[Data records]
= Beginning of Section =

//! # Cart Service Operations
//!
//! Session cart manipulation: catalog lookup, price freezing, totals.
//!
//! ## Cart Lifecycle
//! ```text
//! ┌─────────────────────────────────────────────────────────────────────────┐
//! │                    Cart Lifecycle                                       │
//! │                                                                         │
//! │  ┌──────────┐     ┌──────────┐     ┌──────────┐     ┌──────────┐       │
//! │  │  Empty   │────►│ In Cart  │────►│ Checkout │────►│  Placed  │       │
//! │  │  Cart    │     │          │     │   Form   │     │  Order   │       │
//! │  └──────────┘     └──────────┘     └──────────┘     └──────────┘       │
//! │                        │                 │                              │
//! │                   add_to_cart       checkout()                         │
//! │                   update_cart_item  (checkout.rs)                      │
//! │                   remove_from_cart                                      │
//! │                        │                                                │
//! │                        ▼                                                │
//! │                   clear_cart ──────────────────────►                   │
//! │                                                      (back to empty)   │
//! └─────────────────────────────────────────────────────────────────────────┘
//! ```

use serde::{Deserialize, Serialize};
use tracing::debug;

use artisell_core::{Cart, CartItem, CartTotals};

use crate::error::StoreError;
use crate::session::CartState;
use crate::Storefront;

/// Cart response including items and totals, ready for display.
#[derive(Debug, Clone, Serialize, Deserialize)]
#[serde(rename_all = "camelCase")]
pub struct CartView {
    pub items: Vec<CartItem>,
    pub totals: CartTotals,
}

impl Storefront {
    /// Totals for a cart at this store's configured rates.
    pub(crate) fn cart_totals(&self, cart: &Cart) -> CartTotals {
        cart.totals_with(self.shipping_fee(), self.tax_rate())
    }

    fn view(&self, cart: &Cart) -> CartView {
        CartView {
            items: cart.items.clone(),
            totals: self.cart_totals(cart),
        }
    }

    /// Gets the current cart contents with computed totals.
    pub fn cart_view(&self, cart: &CartState) -> CartView {
        cart.with_cart(|c| self.view(c))
    }

    /// Adds an artwork to the session cart.
    ///
    /// ## Behavior
    /// - Product is resolved from the catalog; an unknown id fails with
    ///   `NotFound`, an out-of-stock artwork with `OutOfStock`
    /// - If already in cart: quantity increases
    /// - If not in cart: added with its price/title/image frozen at this
    ///   moment (a later catalog reprice won't change the cart line)
    ///
    /// ## Arguments
    /// * `product_id` - Product UUID to add
    /// * `quantity` - Quantity to add (default: 1)
    ///
    /// ## Returns
    /// Updated cart with all items and totals
    pub async fn add_to_cart(
        &self,
        cart: &CartState,
        product_id: &str,
        quantity: Option<i64>,
    ) -> Result<CartView, StoreError> {
        let quantity = quantity.unwrap_or(1);
        debug!(product_id = %product_id, quantity = %quantity, "add_to_cart");

        let product = self
            .db()
            .products()
            .get_by_id(product_id)
            .await?
            .ok_or_else(|| StoreError::not_found("Product", product_id))?;

        if !product.in_stock {
            return Err(StoreError::OutOfStock(product_id.to_string()));
        }

        cart.with_cart_mut(|c| {
            c.add_item(&product, quantity)?;
            Ok(self.view(c))
        })
    }

    /// Updates the quantity of an item in the session cart.
    ///
    /// Quantities <= 0 and unknown product ids are silent no-ops (the cart
    /// page re-renders from cart state either way); see
    /// [`Cart::update_quantity`].
    pub fn update_cart_item(
        &self,
        cart: &CartState,
        product_id: &str,
        quantity: i64,
    ) -> Result<CartView, StoreError> {
        debug!(product_id = %product_id, quantity = %quantity, "update_cart_item");

        cart.with_cart_mut(|c| {
            c.update_quantity(product_id, quantity)?;
            Ok(self.view(c))
        })
    }

    /// Removes an item from the session cart.
    pub fn remove_from_cart(&self, cart: &CartState, product_id: &str) -> CartView {
        debug!(product_id = %product_id, "remove_from_cart");

        cart.with_cart_mut(|c| {
            c.remove_item(product_id);
            self.view(c)
        })
    }

    /// Clears all items from the session cart.
    ///
    /// ## When Used
    /// - The customer abandons the cart
    /// - After checkout succeeds (done by [`Storefront::checkout`])
    pub fn clear_cart(&self, cart: &CartState) -> CartView {
        debug!("clear_cart");

        cart.with_cart_mut(|c| {
            c.clear();
            self.view(c)
        })
    }
}

// =============================================================================
// Unit Tests
// =============================================================================

#[cfg(test)]
mod tests {
    use super::*;
    use artisell_core::Product;
    use artisell_db::repository::product::generate_product_id;
    use artisell_db::{Database, DbConfig};
    use chrono::Utc;

    async fn store_with_products() -> (Storefront, String, String) {
        let db = Database::new(DbConfig::in_memory()).await.unwrap();

        let landscape = Product {
            id: generate_product_id(),
            title: "Vibrant Filipino Landscape".to_string(),
            artist: "Maria Santos".to_string(),
            price_cents: 1_250_000,
            description: None,
            region: Some("Visayas".to_string()),
            medium: Some("Oil on Canvas".to_string()),
            dimensions: None,
            year: Some(2023),
            is_featured: true,
            in_stock: true,
            primary_image_url: None,
            created_at: Utc::now(),
        };
        let mut sold_out = landscape.clone();
        sold_out.id = generate_product_id();
        sold_out.title = "Urban Manila".to_string();
        sold_out.in_stock = false;

        db.products().insert(&landscape).await.unwrap();
        db.products().insert(&sold_out).await.unwrap();

        let landscape_id = landscape.id.clone();
        let sold_out_id = sold_out.id.clone();
        (Storefront::new(db), landscape_id, sold_out_id)
    }

    #[tokio::test]
    async fn test_add_to_cart_freezes_price_and_computes_totals() {
        let (store, product_id, _) = store_with_products().await;
        let cart = CartState::new();

        let view = store.add_to_cart(&cart, &product_id, Some(2)).await.unwrap();

        assert_eq!(view.items.len(), 1);
        assert_eq!(view.items[0].unit_price_cents, 1_250_000);
        assert_eq!(view.totals.subtotal_cents, 2_500_000);
        assert_eq!(view.totals.shipping_cents, 25_000);
        assert_eq!(
            view.totals.total_cents,
            view.totals.subtotal_cents + view.totals.shipping_cents + view.totals.tax_cents
        );
    }

    #[tokio::test]
    async fn test_add_to_cart_unknown_product_is_not_found() {
        let (store, _, _) = store_with_products().await;
        let cart = CartState::new();

        let err = store
            .add_to_cart(&cart, "no-such-id", None)
            .await
            .unwrap_err();
        assert!(matches!(err, StoreError::NotFound { .. }));
        assert!(store.cart_view(&cart).items.is_empty());
    }

    #[tokio::test]
    async fn test_add_to_cart_out_of_stock_rejected() {
        let (store, _, sold_out_id) = store_with_products().await;
        let cart = CartState::new();

        let err = store
            .add_to_cart(&cart, &sold_out_id, None)
            .await
            .unwrap_err();
        assert!(matches!(err, StoreError::OutOfStock(_)));
    }

    /// The frontend reads cart JSON by camelCase key; lock the wire shape.
    #[tokio::test]
    async fn test_cart_view_wire_format() {
        let (store, product_id, _) = store_with_products().await;
        let cart = CartState::new();
        store.add_to_cart(&cart, &product_id, None).await.unwrap();

        let json = serde_json::to_value(store.cart_view(&cart)).unwrap();
        assert_eq!(json["items"][0]["unitPriceCents"], 1_250_000);
        assert_eq!(json["totals"]["shippingCents"], 25_000);
        assert_eq!(json["items"][0]["title"], "Vibrant Filipino Landscape");
    }

    #[tokio::test]
    async fn test_update_and_remove() {
        let (store, product_id, _) = store_with_products().await;
        let cart = CartState::new();

        store.add_to_cart(&cart, &product_id, None).await.unwrap();

        let view = store.update_cart_item(&cart, &product_id, 3).unwrap();
        assert_eq!(view.items[0].quantity, 3);

        // Unknown product: silent no-op
        let view = store.update_cart_item(&cart, "missing", 9).unwrap();
        assert_eq!(view.items.len(), 1);
        assert_eq!(view.items[0].quantity, 3);

        let view = store.remove_from_cart(&cart, &product_id);
        assert!(view.items.is_empty());
    }
}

= End of Section =

- [WHAT YOU ARE ASKED TO DO]
What lines in the records contain the word "None"? Return each one.

- [EXERCISE ANSWER]
            description: None,
            dimensions: None,
            primary_image_url: None,
            .add_to_cart(&cart, "no-such-id", None)
            .add_to_cart(&cart, &sold_out_id, None)
        store.add_to_cart(&cart, &product_id, None).await.unwrap();
        store.add_to_cart(&cart, &product_id, None).await.unwrap();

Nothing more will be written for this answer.